◆ Exercise instructions ◆
Copies of all lines that contain "usize" are needed; take them from the data below.
::::::::
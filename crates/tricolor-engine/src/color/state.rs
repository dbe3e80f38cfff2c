/// Straight RGB color with `f32` channels.
///
/// Channels are nominally in `[0, 1]`. Values are not clamped on construction;
/// range enforcement belongs to whoever edits them (see [`ColorState::adjust`]).
#[derive(Debug, Copy, Clone, Default, PartialEq)]
pub struct Rgb {
    pub r: f32,
    pub g: f32,
    pub b: f32,
}

impl Rgb {
    #[inline]
    pub const fn new(r: f32, g: f32, b: f32) -> Self {
        Self { r, g, b }
    }

    #[inline]
    pub const fn red() -> Self {
        Self::new(1.0, 0.0, 0.0)
    }

    #[inline]
    pub const fn green() -> Self {
        Self::new(0.0, 1.0, 0.0)
    }

    #[inline]
    pub const fn blue() -> Self {
        Self::new(0.0, 0.0, 1.0)
    }

    #[inline]
    pub fn channel(self, channel: Channel) -> f32 {
        match channel {
            Channel::Red => self.r,
            Channel::Green => self.g,
            Channel::Blue => self.b,
        }
    }

    #[inline]
    pub fn channel_mut(&mut self, channel: Channel) -> &mut f32 {
        match channel {
            Channel::Red => &mut self.r,
            Channel::Green => &mut self.g,
            Channel::Blue => &mut self.b,
        }
    }

    /// Returns the color with every channel clamped to `[0, 1]`.
    ///
    /// NaN channels become `0.0`.
    #[inline]
    pub fn clamped(self) -> Self {
        fn unit(v: f32) -> f32 {
            if v.is_nan() { 0.0 } else { v.clamp(0.0, 1.0) }
        }
        Self::new(unit(self.r), unit(self.g), unit(self.b))
    }

    /// RGBA with opaque alpha, the layout the vertex buffer expects.
    #[inline]
    pub fn to_rgba(self) -> [f32; 4] {
        [self.r, self.g, self.b, 1.0]
    }

    /// Channels scaled to the `0..=255` range, rounded, for display.
    pub fn to_u8(self) -> [u8; 3] {
        let c = self.clamped();
        [
            (c.r * 255.0).round() as u8,
            (c.g * 255.0).round() as u8,
            (c.b * 255.0).round() as u8,
        ]
    }
}

/// One of the triangle's corners.
#[derive(Debug, Copy, Clone, Eq, PartialEq, Hash)]
pub enum Corner {
    Top,
    BottomLeft,
    BottomRight,
}

impl Corner {
    pub const ALL: [Corner; 3] = [Corner::Top, Corner::BottomLeft, Corner::BottomRight];

    /// Vertex index this corner maps to.
    #[inline]
    pub const fn index(self) -> usize {
        match self {
            Corner::Top => 0,
            Corner::BottomLeft => 1,
            Corner::BottomRight => 2,
        }
    }

    pub const fn label(self) -> &'static str {
        match self {
            Corner::Top => "Top RGB",
            Corner::BottomLeft => "Bottom Left RGB",
            Corner::BottomRight => "Bottom Right RGB",
        }
    }
}

#[derive(Debug, Copy, Clone, Eq, PartialEq, Hash)]
pub enum Channel {
    Red,
    Green,
    Blue,
}

impl Channel {
    pub const fn label(self) -> &'static str {
        match self {
            Channel::Red => "R",
            Channel::Green => "G",
            Channel::Blue => "B",
        }
    }
}

/// The three corner colors driving the triangle.
///
/// The default is the classic red / green / blue triangle.
#[derive(Debug, Copy, Clone, PartialEq)]
pub struct ColorState {
    pub top: Rgb,
    pub bottom_left: Rgb,
    pub bottom_right: Rgb,
}

impl ColorState {
    /// Smallest increment applied by [`ColorState::adjust`].
    pub const STEP: f32 = 0.01;

    #[inline]
    pub const fn new(top: Rgb, bottom_left: Rgb, bottom_right: Rgb) -> Self {
        Self {
            top,
            bottom_left,
            bottom_right,
        }
    }

    #[inline]
    pub fn corner(&self, corner: Corner) -> Rgb {
        match corner {
            Corner::Top => self.top,
            Corner::BottomLeft => self.bottom_left,
            Corner::BottomRight => self.bottom_right,
        }
    }

    #[inline]
    pub fn corner_mut(&mut self, corner: Corner) -> &mut Rgb {
        match corner {
            Corner::Top => &mut self.top,
            Corner::BottomLeft => &mut self.bottom_left,
            Corner::BottomRight => &mut self.bottom_right,
        }
    }

    /// Colors in vertex order (top, bottom-left, bottom-right).
    #[inline]
    pub fn as_array(&self) -> [Rgb; 3] {
        [self.top, self.bottom_left, self.bottom_right]
    }

    /// Sets one channel, clamped to `[0, 1]` and snapped to [`Self::STEP`].
    ///
    /// This is the input-control contract: editors go through here, the renderer
    /// does not clamp.
    pub fn set(&mut self, corner: Corner, channel: Channel, value: f32) {
        let snapped = (value / Self::STEP).round() * Self::STEP;
        let value = if snapped.is_nan() { 0.0 } else { snapped.clamp(0.0, 1.0) };
        *self.corner_mut(corner).channel_mut(channel) = value;
    }

    /// Moves one channel by `steps` increments of [`Self::STEP`] and returns the new value.
    pub fn adjust(&mut self, corner: Corner, channel: Channel, steps: i32) -> f32 {
        let current = self.corner(corner).channel(channel);
        self.set(corner, channel, current + steps as f32 * Self::STEP);
        self.corner(corner).channel(channel)
    }
}

impl Default for ColorState {
    fn default() -> Self {
        Self::new(Rgb::red(), Rgb::green(), Rgb::blue())
    }
}

#[cfg(test)]
mod tests {
    use super::*;

    #[test]
    fn default_is_red_green_blue() {
        let s = ColorState::default();
        assert_eq!(s.as_array(), [Rgb::red(), Rgb::green(), Rgb::blue()]);
    }

    #[test]
    fn corner_indices_follow_vertex_order() {
        let indices: Vec<usize> = Corner::ALL.iter().map(|c| c.index()).collect();
        assert_eq!(indices, vec![0, 1, 2]);
    }

    #[test]
    fn set_clamps_to_unit_range() {
        let mut s = ColorState::default();
        s.set(Corner::Top, Channel::Green, 1.7);
        assert_eq!(s.top.g, 1.0);
        s.set(Corner::Top, Channel::Green, -0.3);
        assert_eq!(s.top.g, 0.0);
    }

    #[test]
    fn set_snaps_to_step() {
        let mut s = ColorState::default();
        s.set(Corner::BottomLeft, Channel::Blue, 0.123);
        assert!((s.bottom_left.b - 0.12).abs() < 1e-6);
    }

    #[test]
    fn set_nan_becomes_zero() {
        let mut s = ColorState::default();
        s.set(Corner::BottomRight, Channel::Blue, f32::NAN);
        assert_eq!(s.bottom_right.b, 0.0);
    }

    #[test]
    fn adjust_moves_by_steps_and_saturates() {
        let mut s = ColorState::default();
        let v = s.adjust(Corner::Top, Channel::Red, -10);
        assert!((v - 0.9).abs() < 1e-6);
        let v = s.adjust(Corner::Top, Channel::Red, 50);
        assert_eq!(v, 1.0);
        // Other channels and corners are untouched.
        assert_eq!(s.top.g, 0.0);
        assert_eq!(s.bottom_left, Rgb::green());
    }

    #[test]
    fn to_u8_scales_and_rounds() {
        assert_eq!(Rgb::new(1.0, 0.5, 0.0).to_u8(), [255, 128, 0]);
        assert_eq!(Rgb::new(2.0, -1.0, 0.004).to_u8(), [255, 0, 1]);
    }

    #[test]
    fn to_rgba_is_opaque() {
        assert_eq!(Rgb::new(0.2, 0.4, 0.6).to_rgba(), [0.2, 0.4, 0.6, 1.0]);
    }
}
::::::::
◆ Completed task ◆
    pub const fn index(self) -> usize {
        let indices: Vec<usize> = Corner::ALL.iter().map(|c| c.index()).collect();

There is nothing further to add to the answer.